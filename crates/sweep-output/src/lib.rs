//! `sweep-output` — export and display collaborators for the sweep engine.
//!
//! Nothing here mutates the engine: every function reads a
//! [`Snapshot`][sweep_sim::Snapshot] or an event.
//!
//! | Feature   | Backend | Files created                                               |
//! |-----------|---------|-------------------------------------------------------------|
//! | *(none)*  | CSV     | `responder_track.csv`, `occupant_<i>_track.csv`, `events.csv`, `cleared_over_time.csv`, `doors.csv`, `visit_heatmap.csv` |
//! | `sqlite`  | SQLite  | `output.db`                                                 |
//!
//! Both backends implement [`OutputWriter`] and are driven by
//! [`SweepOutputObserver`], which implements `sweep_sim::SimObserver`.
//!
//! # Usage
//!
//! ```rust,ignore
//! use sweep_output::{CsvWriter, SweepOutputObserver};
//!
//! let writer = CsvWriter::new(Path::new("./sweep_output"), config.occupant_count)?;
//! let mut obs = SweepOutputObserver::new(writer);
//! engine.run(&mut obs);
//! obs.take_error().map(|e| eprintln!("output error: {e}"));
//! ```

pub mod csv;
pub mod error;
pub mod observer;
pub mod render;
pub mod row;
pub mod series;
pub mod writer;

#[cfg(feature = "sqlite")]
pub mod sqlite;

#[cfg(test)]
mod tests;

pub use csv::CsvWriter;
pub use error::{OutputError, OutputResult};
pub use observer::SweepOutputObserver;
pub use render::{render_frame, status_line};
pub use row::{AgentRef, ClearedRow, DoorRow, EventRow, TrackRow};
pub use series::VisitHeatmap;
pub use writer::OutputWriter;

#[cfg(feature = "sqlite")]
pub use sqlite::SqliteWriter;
* * *
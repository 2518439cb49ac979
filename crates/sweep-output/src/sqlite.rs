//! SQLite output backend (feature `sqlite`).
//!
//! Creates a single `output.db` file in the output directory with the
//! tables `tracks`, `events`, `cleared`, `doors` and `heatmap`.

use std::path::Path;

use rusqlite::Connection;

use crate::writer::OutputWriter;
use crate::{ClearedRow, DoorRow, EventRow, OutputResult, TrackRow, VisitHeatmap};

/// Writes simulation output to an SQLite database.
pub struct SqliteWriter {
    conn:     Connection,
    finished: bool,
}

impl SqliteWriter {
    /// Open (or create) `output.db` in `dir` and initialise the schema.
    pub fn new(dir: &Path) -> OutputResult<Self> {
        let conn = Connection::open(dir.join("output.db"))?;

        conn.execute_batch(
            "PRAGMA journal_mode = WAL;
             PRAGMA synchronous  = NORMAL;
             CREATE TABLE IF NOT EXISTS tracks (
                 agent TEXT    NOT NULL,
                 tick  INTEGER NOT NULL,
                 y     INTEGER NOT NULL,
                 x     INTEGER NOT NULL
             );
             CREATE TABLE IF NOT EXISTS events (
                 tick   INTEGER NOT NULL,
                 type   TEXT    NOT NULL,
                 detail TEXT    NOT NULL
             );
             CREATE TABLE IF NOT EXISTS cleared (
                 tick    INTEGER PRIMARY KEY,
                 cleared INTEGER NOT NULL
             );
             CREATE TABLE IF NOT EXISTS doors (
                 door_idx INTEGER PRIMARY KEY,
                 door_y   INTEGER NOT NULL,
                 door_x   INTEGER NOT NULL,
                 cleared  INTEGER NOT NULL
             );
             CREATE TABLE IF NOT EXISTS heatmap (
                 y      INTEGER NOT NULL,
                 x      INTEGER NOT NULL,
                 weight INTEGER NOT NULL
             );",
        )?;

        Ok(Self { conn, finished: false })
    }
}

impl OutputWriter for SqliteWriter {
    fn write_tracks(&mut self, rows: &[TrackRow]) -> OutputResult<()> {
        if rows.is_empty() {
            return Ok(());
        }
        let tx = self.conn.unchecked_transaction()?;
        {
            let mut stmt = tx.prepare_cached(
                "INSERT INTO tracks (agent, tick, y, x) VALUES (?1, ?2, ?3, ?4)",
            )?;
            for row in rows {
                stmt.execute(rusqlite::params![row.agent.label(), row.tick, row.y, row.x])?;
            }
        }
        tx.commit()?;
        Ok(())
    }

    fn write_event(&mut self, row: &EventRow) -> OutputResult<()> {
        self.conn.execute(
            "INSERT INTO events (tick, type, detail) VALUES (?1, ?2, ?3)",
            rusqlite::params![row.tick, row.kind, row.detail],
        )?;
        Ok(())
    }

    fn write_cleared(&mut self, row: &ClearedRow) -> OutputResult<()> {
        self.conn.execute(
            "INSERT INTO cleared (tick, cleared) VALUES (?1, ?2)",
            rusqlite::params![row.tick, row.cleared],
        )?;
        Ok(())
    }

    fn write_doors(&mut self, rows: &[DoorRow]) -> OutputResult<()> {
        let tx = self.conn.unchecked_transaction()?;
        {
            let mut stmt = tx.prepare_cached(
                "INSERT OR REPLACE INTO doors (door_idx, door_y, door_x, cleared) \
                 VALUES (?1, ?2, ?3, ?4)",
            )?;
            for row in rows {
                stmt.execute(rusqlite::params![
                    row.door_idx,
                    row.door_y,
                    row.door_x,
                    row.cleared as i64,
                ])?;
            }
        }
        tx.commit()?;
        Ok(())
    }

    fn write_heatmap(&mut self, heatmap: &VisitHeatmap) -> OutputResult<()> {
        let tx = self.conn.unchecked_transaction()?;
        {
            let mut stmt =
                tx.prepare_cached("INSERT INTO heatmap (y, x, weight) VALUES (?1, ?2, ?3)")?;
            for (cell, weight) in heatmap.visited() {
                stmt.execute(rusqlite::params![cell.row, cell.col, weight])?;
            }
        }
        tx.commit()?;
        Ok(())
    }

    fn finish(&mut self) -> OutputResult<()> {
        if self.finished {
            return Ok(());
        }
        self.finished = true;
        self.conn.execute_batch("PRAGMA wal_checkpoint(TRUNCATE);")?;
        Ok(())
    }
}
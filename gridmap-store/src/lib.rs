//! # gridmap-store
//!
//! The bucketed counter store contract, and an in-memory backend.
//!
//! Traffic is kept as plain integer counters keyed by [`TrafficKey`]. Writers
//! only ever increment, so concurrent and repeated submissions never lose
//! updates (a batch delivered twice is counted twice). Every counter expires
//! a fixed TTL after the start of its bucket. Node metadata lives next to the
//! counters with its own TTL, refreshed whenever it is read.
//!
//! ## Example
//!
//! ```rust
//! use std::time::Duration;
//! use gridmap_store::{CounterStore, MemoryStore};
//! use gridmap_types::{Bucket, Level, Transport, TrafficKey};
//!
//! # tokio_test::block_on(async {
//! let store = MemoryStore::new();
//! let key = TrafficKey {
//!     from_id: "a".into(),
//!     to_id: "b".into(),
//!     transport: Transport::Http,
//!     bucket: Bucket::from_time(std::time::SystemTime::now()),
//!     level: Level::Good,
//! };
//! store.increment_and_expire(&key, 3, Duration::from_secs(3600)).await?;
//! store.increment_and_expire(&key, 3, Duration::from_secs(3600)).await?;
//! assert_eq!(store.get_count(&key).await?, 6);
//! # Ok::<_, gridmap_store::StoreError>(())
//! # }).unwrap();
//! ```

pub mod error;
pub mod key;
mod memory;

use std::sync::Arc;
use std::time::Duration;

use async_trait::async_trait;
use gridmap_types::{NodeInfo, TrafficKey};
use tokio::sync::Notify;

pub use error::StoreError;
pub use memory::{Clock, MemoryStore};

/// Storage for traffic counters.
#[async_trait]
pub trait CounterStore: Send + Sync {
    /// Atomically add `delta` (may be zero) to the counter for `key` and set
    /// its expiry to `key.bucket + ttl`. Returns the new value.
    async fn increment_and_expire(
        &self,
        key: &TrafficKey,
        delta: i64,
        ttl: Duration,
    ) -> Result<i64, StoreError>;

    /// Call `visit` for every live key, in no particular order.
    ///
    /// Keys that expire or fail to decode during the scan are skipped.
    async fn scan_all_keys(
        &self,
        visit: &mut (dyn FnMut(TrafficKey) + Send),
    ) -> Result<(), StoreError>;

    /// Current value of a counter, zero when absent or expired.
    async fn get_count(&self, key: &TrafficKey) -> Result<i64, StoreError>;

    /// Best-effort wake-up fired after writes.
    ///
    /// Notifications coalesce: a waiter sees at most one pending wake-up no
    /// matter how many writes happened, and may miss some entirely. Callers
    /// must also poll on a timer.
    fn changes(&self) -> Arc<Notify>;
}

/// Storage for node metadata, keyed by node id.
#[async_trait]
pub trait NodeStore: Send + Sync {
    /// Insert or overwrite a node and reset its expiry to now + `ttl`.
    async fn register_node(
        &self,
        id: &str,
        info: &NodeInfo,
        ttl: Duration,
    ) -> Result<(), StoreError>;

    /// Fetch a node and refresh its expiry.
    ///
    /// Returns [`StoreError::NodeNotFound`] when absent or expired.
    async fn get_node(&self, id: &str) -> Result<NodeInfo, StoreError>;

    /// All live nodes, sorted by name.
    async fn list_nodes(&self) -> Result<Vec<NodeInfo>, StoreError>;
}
...
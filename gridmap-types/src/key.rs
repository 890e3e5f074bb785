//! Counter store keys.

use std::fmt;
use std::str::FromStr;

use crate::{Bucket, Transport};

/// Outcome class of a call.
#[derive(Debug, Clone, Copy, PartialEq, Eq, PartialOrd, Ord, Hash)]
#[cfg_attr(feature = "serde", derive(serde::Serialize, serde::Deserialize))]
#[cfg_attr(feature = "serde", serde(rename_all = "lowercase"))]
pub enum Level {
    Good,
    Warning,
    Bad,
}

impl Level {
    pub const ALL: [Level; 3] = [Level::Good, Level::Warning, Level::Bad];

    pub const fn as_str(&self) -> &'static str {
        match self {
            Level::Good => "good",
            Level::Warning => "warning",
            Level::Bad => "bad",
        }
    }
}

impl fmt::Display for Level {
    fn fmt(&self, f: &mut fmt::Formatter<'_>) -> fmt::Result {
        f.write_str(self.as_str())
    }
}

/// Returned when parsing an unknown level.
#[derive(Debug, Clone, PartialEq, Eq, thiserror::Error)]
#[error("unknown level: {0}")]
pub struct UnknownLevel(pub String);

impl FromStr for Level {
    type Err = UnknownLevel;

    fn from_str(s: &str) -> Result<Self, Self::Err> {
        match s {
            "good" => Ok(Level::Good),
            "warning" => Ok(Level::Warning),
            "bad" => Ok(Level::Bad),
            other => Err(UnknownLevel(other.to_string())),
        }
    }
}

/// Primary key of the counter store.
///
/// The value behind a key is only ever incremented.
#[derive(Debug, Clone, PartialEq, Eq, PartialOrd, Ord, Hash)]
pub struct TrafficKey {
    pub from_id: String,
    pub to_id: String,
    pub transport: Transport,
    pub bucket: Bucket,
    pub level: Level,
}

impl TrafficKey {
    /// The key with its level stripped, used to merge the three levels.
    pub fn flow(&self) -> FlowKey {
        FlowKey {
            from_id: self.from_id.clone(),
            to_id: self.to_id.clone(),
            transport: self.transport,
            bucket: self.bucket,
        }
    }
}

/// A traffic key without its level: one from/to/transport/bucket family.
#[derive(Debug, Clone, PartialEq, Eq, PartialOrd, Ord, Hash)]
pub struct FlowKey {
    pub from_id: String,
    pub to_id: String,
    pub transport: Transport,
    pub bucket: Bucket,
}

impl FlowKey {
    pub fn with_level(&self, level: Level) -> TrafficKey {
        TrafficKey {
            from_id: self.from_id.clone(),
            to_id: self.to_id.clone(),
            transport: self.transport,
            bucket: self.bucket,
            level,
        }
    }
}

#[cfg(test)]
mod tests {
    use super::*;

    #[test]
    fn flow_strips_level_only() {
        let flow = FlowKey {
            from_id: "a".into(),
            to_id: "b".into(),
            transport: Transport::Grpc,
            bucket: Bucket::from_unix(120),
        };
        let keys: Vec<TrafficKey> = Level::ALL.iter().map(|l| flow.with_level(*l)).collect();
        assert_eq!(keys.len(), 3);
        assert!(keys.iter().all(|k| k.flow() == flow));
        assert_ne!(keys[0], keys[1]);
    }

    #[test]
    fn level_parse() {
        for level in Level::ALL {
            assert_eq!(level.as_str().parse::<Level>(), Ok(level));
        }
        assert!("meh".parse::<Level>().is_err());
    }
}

§ PROBLEM DESCRIPTION: The answer must be every line from the records above that contains the word "struct", copied in full.

§ ANSWER BOX:
pub struct SqliteWriter {
pub struct UnknownLevel(pub String);
pub struct TrafficKey {
pub struct FlowKey {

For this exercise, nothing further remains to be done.